They want to learn and be loved. They want to play and be silly and sing you songs. And they want to feel safe. Which is exactly what they find at school each day. Teachers who love them so much that they feel safe within the campus walls.


Which is kinda crazy, to be honest. Because Kibera is anything but safe. Where extreme poverty like you have never seen is the only thing these children know. I promise you that you don’t know real poverty until you have smelled it. Where nine gang members had to walk us in and out of the slum each and every day we were there to keep us safe. Where the police shoot through babies to kill the men holding them up as shields. Where crime and sin run rampant.

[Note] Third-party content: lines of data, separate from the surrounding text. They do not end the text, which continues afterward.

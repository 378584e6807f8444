//! Container and compression detection from magic bytes.

use crate::error::{ErrorKind, Result};
use bzip2::read::BzDecoder;
use exn::ResultExt;
use flate2::read::GzDecoder;
use std::fmt::{Display, Formatter, Result as FmtResult};
use std::io::Read;
#[cfg(feature = "xz")]
use xz2::read::XzDecoder;
#[cfg(feature = "zstd")]
use zstd::stream::read::Decoder as ZstdDecoder;

const ZIP_MAGIC: [u8; 4] = [0x50, 0x4B, 0x03, 0x04];
/// End-of-central-directory record; an archive with no entries starts here.
const ZIP_EMPTY_MAGIC: [u8; 4] = [0x50, 0x4B, 0x05, 0x06];
const BZIP2_MAGIC: [u8; 3] = [0x42, 0x5A, 0x68];
const GZIP_MAGIC: [u8; 2] = [0x1F, 0x8B];
const XZ_MAGIC: [u8; 6] = [0xFD, 0x37, 0x7A, 0x58, 0x5A, 0x00];
const ZSTD_MAGIC: [u8; 4] = [0x28, 0xB5, 0x2F, 0xFD];
const USTAR_MAGIC: &[u8] = b"ustar";
const USTAR_OFFSET: usize = 257;
const TAR_BLOCK: usize = 512;

/// Compression wrapped around a TAR stream.
#[derive(Clone, Copy, Debug, Default, PartialEq, Eq, Hash)]
pub enum Compression {
    #[default]
    None,
    Bzip2,
    Gzip,
    #[cfg(feature = "xz")]
    Xz,
    #[cfg(feature = "zstd")]
    Zstd,
}
impl Compression {
    /// Detect a compression layer from magic bytes, if any.
    ///
    /// Formats that are recognized but compiled out are reported as
    /// [`UnsupportedFormat`](ErrorKind::UnsupportedFormat) rather than
    /// silently treated as uncompressed.
    pub fn from_magic_bytes(bytes: &[u8]) -> Result<Self> {
        if bytes.starts_with(&BZIP2_MAGIC) {
            return Ok(Compression::Bzip2);
        }
        if bytes.starts_with(&GZIP_MAGIC) {
            return Ok(Compression::Gzip);
        }
        if bytes.starts_with(&XZ_MAGIC) {
            #[cfg(feature = "xz")]
            return Ok(Compression::Xz);
            #[cfg(not(feature = "xz"))]
            exn::bail!(ErrorKind::UnsupportedFormat("xz"));
        }
        if bytes.starts_with(&ZSTD_MAGIC) {
            #[cfg(feature = "zstd")]
            return Ok(Compression::Zstd);
            #[cfg(not(feature = "zstd"))]
            exn::bail!(ErrorKind::UnsupportedFormat("zstd"));
        }
        Ok(Compression::None)
    }

    /// Wrap `reader` in the matching decoder.
    pub fn wrap_reader<'a, R: Read + 'a>(&self, reader: R) -> Result<Box<dyn Read + 'a>> {
        Ok(match self {
            Compression::None => Box::new(reader),
            Compression::Bzip2 => Box::new(BzDecoder::new(reader)),
            Compression::Gzip => Box::new(GzDecoder::new(reader)),
            #[cfg(feature = "xz")]
            Compression::Xz => Box::new(XzDecoder::new(reader)),
            #[cfg(feature = "zstd")]
            Compression::Zstd => Box::new(
                ZstdDecoder::new(reader)
                    .or_raise(|| ErrorKind::MalformedArchive("cannot initialize zstd decoder".to_string()))?,
            ),
        })
    }

    pub fn as_str(&self) -> &'static str {
        match self {
            Compression::None => "none",
            Compression::Bzip2 => "bzip2",
            Compression::Gzip => "gzip",
            #[cfg(feature = "xz")]
            Compression::Xz => "xz",
            #[cfg(feature = "zstd")]
            Compression::Zstd => "zstd",
        }
    }
}

/// Archive container format.
#[derive(Clone, Copy, Debug, PartialEq, Eq, Hash)]
pub enum Format {
    Zip,
    Tar(Compression),
}
impl Format {
    /// Detect the container format of an upload.
    ///
    /// ZIP is recognized by its local-file or empty-archive signature. A
    /// compressed stream is assumed to hold a TAR archive, which is verified
    /// while reading. Uncompressed TAR is recognized by its `ustar` header,
    /// or by a leading zero block: an archive with no entries is nothing but
    /// its end-of-archive marker.
    pub fn detect(bytes: &[u8]) -> Result<Self> {
        if bytes.starts_with(&ZIP_MAGIC) || bytes.starts_with(&ZIP_EMPTY_MAGIC) {
            return Ok(Format::Zip);
        }
        match Compression::from_magic_bytes(bytes)? {
            Compression::None if is_ustar(bytes) || starts_with_zero_block(bytes) => Ok(Format::Tar(Compression::None)),
            Compression::None => exn::bail!(ErrorKind::MalformedArchive("unrecognized archive format".to_string())),
            compression => Ok(Format::Tar(compression)),
        }
    }

    /// Conventional file extension, used for display and metadata.
    pub fn extension(&self) -> &'static str {
        match self {
            Format::Zip => "zip",
            Format::Tar(Compression::None) => "tar",
            Format::Tar(Compression::Bzip2) => "tar.bz2",
            Format::Tar(Compression::Gzip) => "tar.gz",
            #[cfg(feature = "xz")]
            Format::Tar(Compression::Xz) => "tar.xz",
            #[cfg(feature = "zstd")]
            Format::Tar(Compression::Zstd) => "tar.zst",
        }
    }
}
impl Display for Format {
    fn fmt(&self, f: &mut Formatter<'_>) -> FmtResult {
        write!(f, "{}", self.extension())
    }
}

fn is_ustar(bytes: &[u8]) -> bool {
    bytes.get(USTAR_OFFSET..USTAR_OFFSET + USTAR_MAGIC.len()).is_some_and(|magic| magic == USTAR_MAGIC)
}

fn starts_with_zero_block(bytes: &[u8]) -> bool {
    bytes.get(..TAR_BLOCK).is_some_and(|block| block.iter().all(|b| *b == 0))
}
use crate::models::AggregationResult;
use souvenir_archive::ArchiveContent;
use tracing::instrument;

/// File name suffixes whose lines are counted as messages. Matched
/// case-sensitively.
pub const ELIGIBLE_SUFFIXES: [&str; 2] = [".json", ".txt"];

pub fn is_eligible(name: &str) -> bool {
    ELIGIBLE_SUFFIXES.iter().any(|suffix| name.ends_with(suffix))
}

/// Number of newline-delimited lines in `text`.
///
/// A trailing newline does not start another line, and an empty text has
/// no lines at all. Every other newline counts, so blank lines are lines:
/// `"a\n\n\n"` has three and `"\n\n"` has two.
pub fn count_lines(text: &str) -> u64 {
    let bytes = text.as_bytes();
    if bytes.is_empty() {
        return 0;
    }
    let newlines = memchr::memchr_iter(b'\n', bytes).count() as u64;
    newlines + u64::from(!bytes.ends_with(b"\n"))
}

/// Count the message lines of every eligible file in `content`.
///
/// `conversation_files` counts every file in the archive while only eligible
/// files contribute to `total_messages`; `eligible_files` carries the
/// narrower count.
#[instrument(skip_all, fields(archive = %content.name, files = content.len()))]
pub fn aggregate(content: &ArchiveContent) -> AggregationResult {
    let (total_messages, eligible_files) = content
        .iter()
        .filter(|(name, _)| is_eligible(name))
        .fold((0u64, 0usize), |(lines, files), (_, text)| (lines + count_lines(text), files + 1));
    let result = AggregationResult::new(total_messages, content.len(), eligible_files);
    tracing::info!(
        total_messages,
        eligible_files,
        estimated_pages = result.estimated_pages,
        "Aggregated conversation files"
    );
    result
}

But they JOY!! The joy these children have because they know they are KNOWN and LOVED and SAFE and will be FED inside these school walls is UNREAL. They are taught book and common sense. They are expected to excel. And their SOULS are fed. Each and every day. And that’s the reason they are filled with so much hope.


School is not free in Kenya. There’s no public neighborhood school that your kids automatically go to just by registering them in August. So for children in Kibera, where people live on less than $1 a day, there are a few other things that take precedence over your school tuition. Like food.

If you do go to primary school, you take a national exam in 8th grade to qualify to attend secondary school (high school), which will cost three times the pricetag of primary school. You have to get a C+ on that exam to go to secondary, and that grade also tells you where you can apply to school. Better exam grade gets you into a better secondary school. Got lower than a C+? Too bad. You don’t get to go to secondary. Can you even imagine being 14 and knowing that your future has taken such a DRASTIC turn?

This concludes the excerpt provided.